> [Task prompt]:
Could you return the lines below exactly, from the first line up to and including the line that holds "use std::time::Duration;"?

> [Exercise inputs]:

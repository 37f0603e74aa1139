//! A small integer expression interpreter.
//!
//! Just enough language for exercising kernel sessions end to end:
//! integer arithmetic with variables, `print(...)` writing to the
//! stdout stream, and `sleep_ms(n)` for timeout scenarios. Interpreter
//! state persists across executions until the process restarts.

use std::collections::HashMap;
use std::sync::atomic::{AtomicBool, Ordering};
use std::time::Duration;

/// Set by the SIGINT handler; checked between statements and during
/// sleeps so a stuck execution can be aborted without killing state.
pub static INTERRUPTED: AtomicBool = AtomicBool::new(false);

/// Evaluation error in Jupyter error shape.
#[derive(Debug, PartialEq)]
pub struct EvalError {
    pub ename: String,
    pub evalue: String,
}

impl EvalError {
    fn new(ename: &str, evalue: impl Into<String>) -> Self {
        Self {
            ename: ename.to_string(),
            evalue: evalue.into(),
        }
    }

    fn syntax(evalue: impl Into<String>) -> Self {
        Self::new("SyntaxError", evalue)
    }
}

pub struct Interpreter {
    variables: HashMap<String, i64>,
    interrupt: &'static AtomicBool,
}

impl Default for Interpreter {
    fn default() -> Self {
        Self::new()
    }
}

impl Interpreter {
    pub fn new() -> Self {
        Self::with_interrupt_flag(&INTERRUPTED)
    }

    /// Tests substitute their own flag to avoid the process-global one.
    pub fn with_interrupt_flag(interrupt: &'static AtomicBool) -> Self {
        Self {
            variables: HashMap::new(),
            interrupt,
        }
    }

    /// Run a code block: statements separated by newlines or `;`.
    /// Printed text goes to `on_stdout` as it is produced, so output
    /// streams out before any later statement blocks. Returns the
    /// value of a trailing bare expression, if any.
    pub fn eval_block(
        &mut self,
        code: &str,
        on_stdout: &mut dyn FnMut(String),
    ) -> Result<Option<i64>, EvalError> {
        let mut value = None;

        for statement in code.split(['\n', ';']) {
            if self.interrupt.load(Ordering::SeqCst) {
                return Err(EvalError::new("KeyboardInterrupt", "execution interrupted"));
            }
            let statement = statement.trim();
            if statement.is_empty() || statement.starts_with('#') {
                continue;
            }
            value = self.eval_statement(statement, on_stdout)?;
        }

        Ok(value)
    }

    fn eval_statement(
        &mut self,
        statement: &str,
        on_stdout: &mut dyn FnMut(String),
    ) -> Result<Option<i64>, EvalError> {
        if let Some(args) = call_args(statement, "print") {
            let mut rendered = Vec::new();
            for arg in split_args(args) {
                rendered.push(self.eval_expr(arg)?.to_string());
            }
            on_stdout(format!("{}\n", rendered.join(" ")));
            return Ok(None);
        }

        if let Some(arg) = call_args(statement, "sleep_ms") {
            let total = self.eval_expr(arg)?;
            if total < 0 {
                return Err(EvalError::new("ValueError", "sleep_ms expects a non-negative value"));
            }
            interruptible_sleep(Duration::from_millis(total as u64), self.interrupt)?;
            return Ok(None);
        }

        // Assignment, rejecting comparison operators as assignments.
        if let Some(eq) = statement.find('=')
            && !matches!(statement.as_bytes().get(eq + 1), Some(b'='))
            && eq > 0
            && !matches!(statement.as_bytes()[eq - 1], b'!' | b'<' | b'>')
        {
            let name = statement[..eq].trim();
            if !is_identifier(name) {
                return Err(EvalError::syntax(format!("cannot assign to '{}'", name)));
            }
            let value = self.eval_expr(statement[eq + 1..].trim())?;
            self.variables.insert(name.to_string(), value);
            return Ok(None);
        }

        self.eval_expr(statement).map(Some)
    }

    fn eval_expr(&self, expr: &str) -> Result<i64, EvalError> {
        let mut parser = Parser {
            interpreter: self,
            input: expr.as_bytes(),
            pos: 0,
        };
        let value = parser.expr()?;
        parser.skip_whitespace();
        if parser.pos != parser.input.len() {
            return Err(EvalError::syntax(format!(
                "unexpected input at '{}'",
                &expr[parser.pos..]
            )));
        }
        Ok(value)
    }
}

/// Sleep in small slices so an interrupt lands promptly.
fn interruptible_sleep(total: Duration, interrupt: &AtomicBool) -> Result<(), EvalError> {
    const SLICE: Duration = Duration::from_millis(10);
    let mut remaining = total;
    while !remaining.is_zero() {
        if interrupt.load(Ordering::SeqCst) {
            return Err(EvalError::new("KeyboardInterrupt", "execution interrupted"));
        }
        let step = remaining.min(SLICE);
        std::thread::sleep(step);
        remaining -= step;
    }
    Ok(())
}

/// `call_args("print(1, 2)", "print")` -> `Some("1, 2")`.
fn call_args<'a>(statement: &'a str, name: &str) -> Option<&'a str> {
    let rest = statement.strip_prefix(name)?.trim_start();
    let inner = rest.strip_prefix('(')?.strip_suffix(')')?;
    Some(inner)
}

/// Split on top-level commas only.
fn split_args(args: &str) -> Vec<&str> {
    let mut out = Vec::new();
    let mut depth = 0usize;
    let mut start = 0;
    for (i, b) in args.bytes().enumerate() {
        match b {
            b'(' => depth += 1,
            b')' => depth = depth.saturating_sub(1),
            b',' if depth == 0 => {
                out.push(args[start..i].trim());
                start = i + 1;
            }
            _ => {}
        }
    }
    let last = args[start..].trim();
    if !last.is_empty() {
        out.push(last);
    }
    out
}

fn is_identifier(name: &str) -> bool {
    let mut chars = name.chars();
    matches!(chars.next(), Some(c) if c.is_ascii_alphabetic() || c == '_')
        && chars.all(|c| c.is_ascii_alphanumeric() || c == '_')
}

/// Recursive-descent parser over `+ - * / %`, parens, unary minus,
/// integer literals, and variables.
struct Parser<'a> {
    interpreter: &'a Interpreter,
    input: &'a [u8],
    pos: usize,
}

impl Parser<'_> {
    fn expr(&mut self) -> Result<i64, EvalError> {
        let mut value = self.term()?;
        loop {
            self.skip_whitespace();
            match self.peek() {
                Some(b'+') => {
                    self.pos += 1;
                    value = value.wrapping_add(self.term()?);
                }
                Some(b'-') => {
                    self.pos += 1;
                    value = value.wrapping_sub(self.term()?);
                }
                _ => return Ok(value),
            }
        }
    }

    fn term(&mut self) -> Result<i64, EvalError> {
        let mut value = self.factor()?;
        loop {
            self.skip_whitespace();
            match self.peek() {
                Some(b'*') => {
                    self.pos += 1;
                    value = value.wrapping_mul(self.factor()?);
                }
                Some(op @ (b'/' | b'%')) => {
                    self.pos += 1;
                    let rhs = self.factor()?;
                    if rhs == 0 {
                        return Err(EvalError::new("ZeroDivisionError", "division by zero"));
                    }
                    value = if op == b'/' { value / rhs } else { value % rhs };
                }
                _ => return Ok(value),
            }
        }
    }

    fn factor(&mut self) -> Result<i64, EvalError> {
        self.skip_whitespace();
        match self.peek() {
            Some(b'-') => {
                self.pos += 1;
                Ok(self.factor()?.wrapping_neg())
            }
            Some(b'(') => {
                self.pos += 1;
                let value = self.expr()?;
                self.skip_whitespace();
                if self.peek() != Some(b')') {
                    return Err(EvalError::syntax("missing closing parenthesis"));
                }
                self.pos += 1;
                Ok(value)
            }
            Some(b) if b.is_ascii_digit() => self.number(),
            Some(b) if b.is_ascii_alphabetic() || b == b'_' => self.variable(),
            Some(b) => Err(EvalError::syntax(format!(
                "unexpected character '{}'",
                b as char
            ))),
            None => Err(EvalError::syntax("unexpected end of expression")),
        }
    }

    fn number(&mut self) -> Result<i64, EvalError> {
        let start = self.pos;
        while matches!(self.peek(), Some(b) if b.is_ascii_digit()) {
            self.pos += 1;
        }
        let text = std::str::from_utf8(&self.input[start..self.pos]).unwrap_or_default();
        text.parse()
            .map_err(|_| EvalError::syntax(format!("invalid number '{}'", text)))
    }

    fn variable(&mut self) -> Result<i64, EvalError> {
        let start = self.pos;
        while matches!(self.peek(), Some(b) if b.is_ascii_alphanumeric() || b == b'_') {
            self.pos += 1;
        }
        let name = std::str::from_utf8(&self.input[start..self.pos]).unwrap_or_default();
        self.interpreter
            .variables
            .get(name)
            .copied()
            .ok_or_else(|| EvalError::new("NameError", format!("name '{}' is not defined", name)))
    }

    fn peek(&self) -> Option<u8> {
        self.input.get(self.pos).copied()
    }

    fn skip_whitespace(&mut self) {
        while matches!(self.peek(), Some(b) if b.is_ascii_whitespace()) {
            self.pos += 1;
        }
    }
}

#[cfg(test)]
mod tests {
    use super::*;

    fn eval(code: &str) -> Result<Option<i64>, EvalError> {
        Interpreter::new().eval_block(code, &mut |_| {})
    }

    #[test]
    fn arithmetic_with_precedence() {
        assert_eq!(eval("1 + 2 * 3").unwrap(), Some(7));
        assert_eq!(eval("(1 + 2) * 3").unwrap(), Some(9));
        assert_eq!(eval("10 / 3").unwrap(), Some(3));
        assert_eq!(eval("10 % 3").unwrap(), Some(1));
        assert_eq!(eval("-4 + 1").unwrap(), Some(-3));
    }

    #[test]
    fn variables_persist_across_executions() {
        let mut interp = Interpreter::new();
        let mut sink = |_| {};
        assert_eq!(interp.eval_block("x = 40", &mut sink).unwrap(), None);
        assert_eq!(interp.eval_block("x + 2", &mut sink).unwrap(), Some(42));
    }

    #[test]
    fn print_streams_stdout_lines() {
        let mut lines = Vec::new();
        let value = Interpreter::new()
            .eval_block("print(1, 2)\nprint(3 * 3)", &mut |s| lines.push(s))
            .unwrap();
        assert_eq!(lines, vec!["1 2\n", "9\n"]);
        assert_eq!(value, None);
    }

    #[test]
    fn only_trailing_expression_yields_a_value() {
        assert_eq!(eval("a = 1; b = 2; a + b").unwrap(), Some(3));
    }

    #[test]
    fn undefined_name_is_a_name_error() {
        assert_eq!(eval("ghost + 1").unwrap_err().ename, "NameError");
    }

    #[test]
    fn division_by_zero_is_reported() {
        assert_eq!(eval("1 / 0").unwrap_err().ename, "ZeroDivisionError");
    }

    #[test]
    fn garbage_is_a_syntax_error() {
        assert_eq!(eval("1 +* 2").unwrap_err().ename, "SyntaxError");
        assert_eq!(eval("2 = x").unwrap_err().ename, "SyntaxError");
    }

    #[test]
    fn comments_and_blank_lines_are_ignored() {
        assert_eq!(eval("# setup\n\nx = 1\n# done\nx").unwrap(), Some(1));
    }

    #[test]
    fn interrupt_aborts_a_sleep() {
        let flag: &'static AtomicBool = Box::leak(Box::new(AtomicBool::new(true)));
        let mut interp = Interpreter::with_interrupt_flag(flag);
        let err = interp.eval_block("sleep_ms(10000)", &mut |_| {}).unwrap_err();
        assert_eq!(err.ename, "KeyboardInterrupt");
    }
}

> [Response area]:
repository 37f0603e74aa1139
//! A small integer expression interpreter.
//!
//! Just enough language for exercising kernel sessions end to end:
//! integer arithmetic with variables, `print(...)` writing to the
//! stdout stream, and `sleep_ms(n)` for timeout scenarios. Interpreter
//! state persists across executions until the process restarts.

use std::collections::HashMap;
use std::sync::atomic::{AtomicBool, Ordering};
use std::time::Duration;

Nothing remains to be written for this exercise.